The short digestive tracts of both dogs and cats mean that plants are less edible than meat since pets have less time to separate the supplements they need as the food clears its path through their bodies much faster than that of an omnivorous eater. Subsequently, some plant proteins, such as the soybean, are not considered safe for your pet. Vegan manufactured pet food is currently readily available for your cat or dog, but whether it is entirely safe or truly nutritional remains to be seen. Independent analysis shows 25 percent of meat-free pet diets in the US have nutrient deficiencies despite claiming to be nutritionally complete.(2) Only consider or feed commercial diets that have gone through feeding trials and meet the requirements for AAFCO (Association of American Feed Control Officials) compliance.(3)

But what about cooking your own vegan/vegetarian meals for your pet then?

It is hard to adequately prepare a nutritionally sound diet at home for your pet. Many dogs have a problem digesting milk, and if you feed your dog too many eggs, then they can become deficient in specific nutrients as well. Puppies, as well as kittens, require significantly more protein than their adult counterparts. It would be very difficult to incorporate that much protein into a meal made in your kitchen. If you decide to do this, then you run the risk of growth issues, calcium deficiencies, and bone disease.

What can you take away from this article? Simply this, if you are going to change your pet’s diet, however drastic, consult a licensed and practiced veterinarian before you decide to do anything.
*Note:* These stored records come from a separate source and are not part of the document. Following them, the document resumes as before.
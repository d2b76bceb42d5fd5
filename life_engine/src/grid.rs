// grid.rs - Grid buffer for Conway's Game of Life

use std::fmt;

/// Glyph used for a live cell in text snapshots.
pub const ALIVE_GLYPH: char = '■';
/// Glyph used for a dead cell in text snapshots.
pub const DEAD_GLYPH: char = '□';

/// A fixed-size rectangular field of cells, stored row-major.
///
/// Dimensions never change after allocation. Coordinates passed to
/// [`Grid::get`] and [`Grid::set`] must be in range; bounds-checked,
/// signed lookups are done by the engine.
#[derive(Debug, Clone, PartialEq, Eq, Hash)]
pub struct Grid {
    rows: usize,
    columns: usize,
    cells: Box<[bool]>,
}

impl Grid {
    /// All-dead grid. Callers guarantee `rows * columns` does not overflow.
    pub(crate) fn dead(rows: usize, columns: usize) -> Self {
        Self {
            rows,
            columns,
            cells: vec![false; rows * columns].into_boxed_slice(),
        }
    }

    pub fn rows(&self) -> usize {
        self.rows
    }

    pub fn columns(&self) -> usize {
        self.columns
    }

    #[inline]
    fn offset(&self, row: usize, column: usize) -> usize {
        debug_assert!(row < self.rows && column < self.columns);
        row * self.columns + column
    }

    #[inline]
    pub fn get(&self, row: usize, column: usize) -> bool {
        self.cells[self.offset(row, column)]
    }

    #[inline]
    pub(crate) fn set(&mut self, row: usize, column: usize, alive: bool) {
        let index = self.offset(row, column);
        self.cells[index] = alive;
    }

    /// One row of cells, left to right.
    pub fn row(&self, row: usize) -> &[bool] {
        let start = row * self.columns;
        &self.cells[start..start + self.columns]
    }

    pub(crate) fn row_mut(&mut self, row: usize) -> &mut [bool] {
        let start = row * self.columns;
        &mut self.cells[start..start + self.columns]
    }

    pub fn live_count(&self) -> usize {
        self.cells.iter().filter(|&&alive| alive).count()
    }

    /// Coordinates of every live cell, in row-major order.
    pub fn iter_live(&self) -> impl Iterator<Item = (usize, usize)> + '_ {
        let columns = self.columns;
        self.cells
            .iter()
            .enumerate()
            .filter(|(_, alive)| **alive)
            .map(move |(index, _)| (index / columns, index % columns))
    }

    pub(crate) fn cells_mut(&mut self) -> &mut [bool] {
        &mut self.cells
    }
}

impl fmt::Display for Grid {
    fn fmt(&self, f: &mut fmt::Formatter<'_>) -> fmt::Result {
        for row in 0..self.rows {
            for &alive in self.row(row) {
                let glyph = if alive { ALIVE_GLYPH } else { DEAD_GLYPH };
                write!(f, "{glyph}")?;
            }
            writeln!(f)?;
        }
        Ok(())
    }
}
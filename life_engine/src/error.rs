// error.rs - Error types for the Life engine

use thiserror::Error;

/// Result type alias for engine operations.
pub type LifeResult<T> = Result<T, LifeError>;

/// Errors raised by engine construction, queries and presenters.
#[derive(Debug, Error)]
pub enum LifeError {
    /// Rows or columns are not positive, or the grid cannot be addressed.
    #[error("invalid grid dimension: {rows} x {columns} (both must be >= 1)")]
    InvalidDimension { rows: i64, columns: i64 },

    /// A cell coordinate lies outside the grid.
    #[error("cell ({row}, {column}) is outside the {rows} x {columns} grid")]
    IndexOutOfRange {
        row: i64,
        column: i64,
        rows: usize,
        columns: usize,
    },

    /// The seed is the `-1` parse sentinel.
    #[error("invalid seed: {seed} (value could not be parsed)")]
    InvalidSeed { seed: i64 },

    /// A presenter failed to write its output.
    #[error("i/o error: {0}")]
    Io(#[from] std::io::Error),
}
You can also see, by the data given above, that trying to force a naturally carnivorous or omnivorous animal to go without meat can be both cruel and detrimental to your animal’s health and well-being.




  • Cori lives and breathes everything animals. Given her cumulative 25 years of owning cats, dogs and guinea pigs, she's considered a breed expert by many. Cori's dog, Skipper, has been her best hiking and camping buddy for the last 5 years. She started blogging in 2010 to share what she knows. She's since won several industry awards and become one of the premier blogging experts in the pet industry.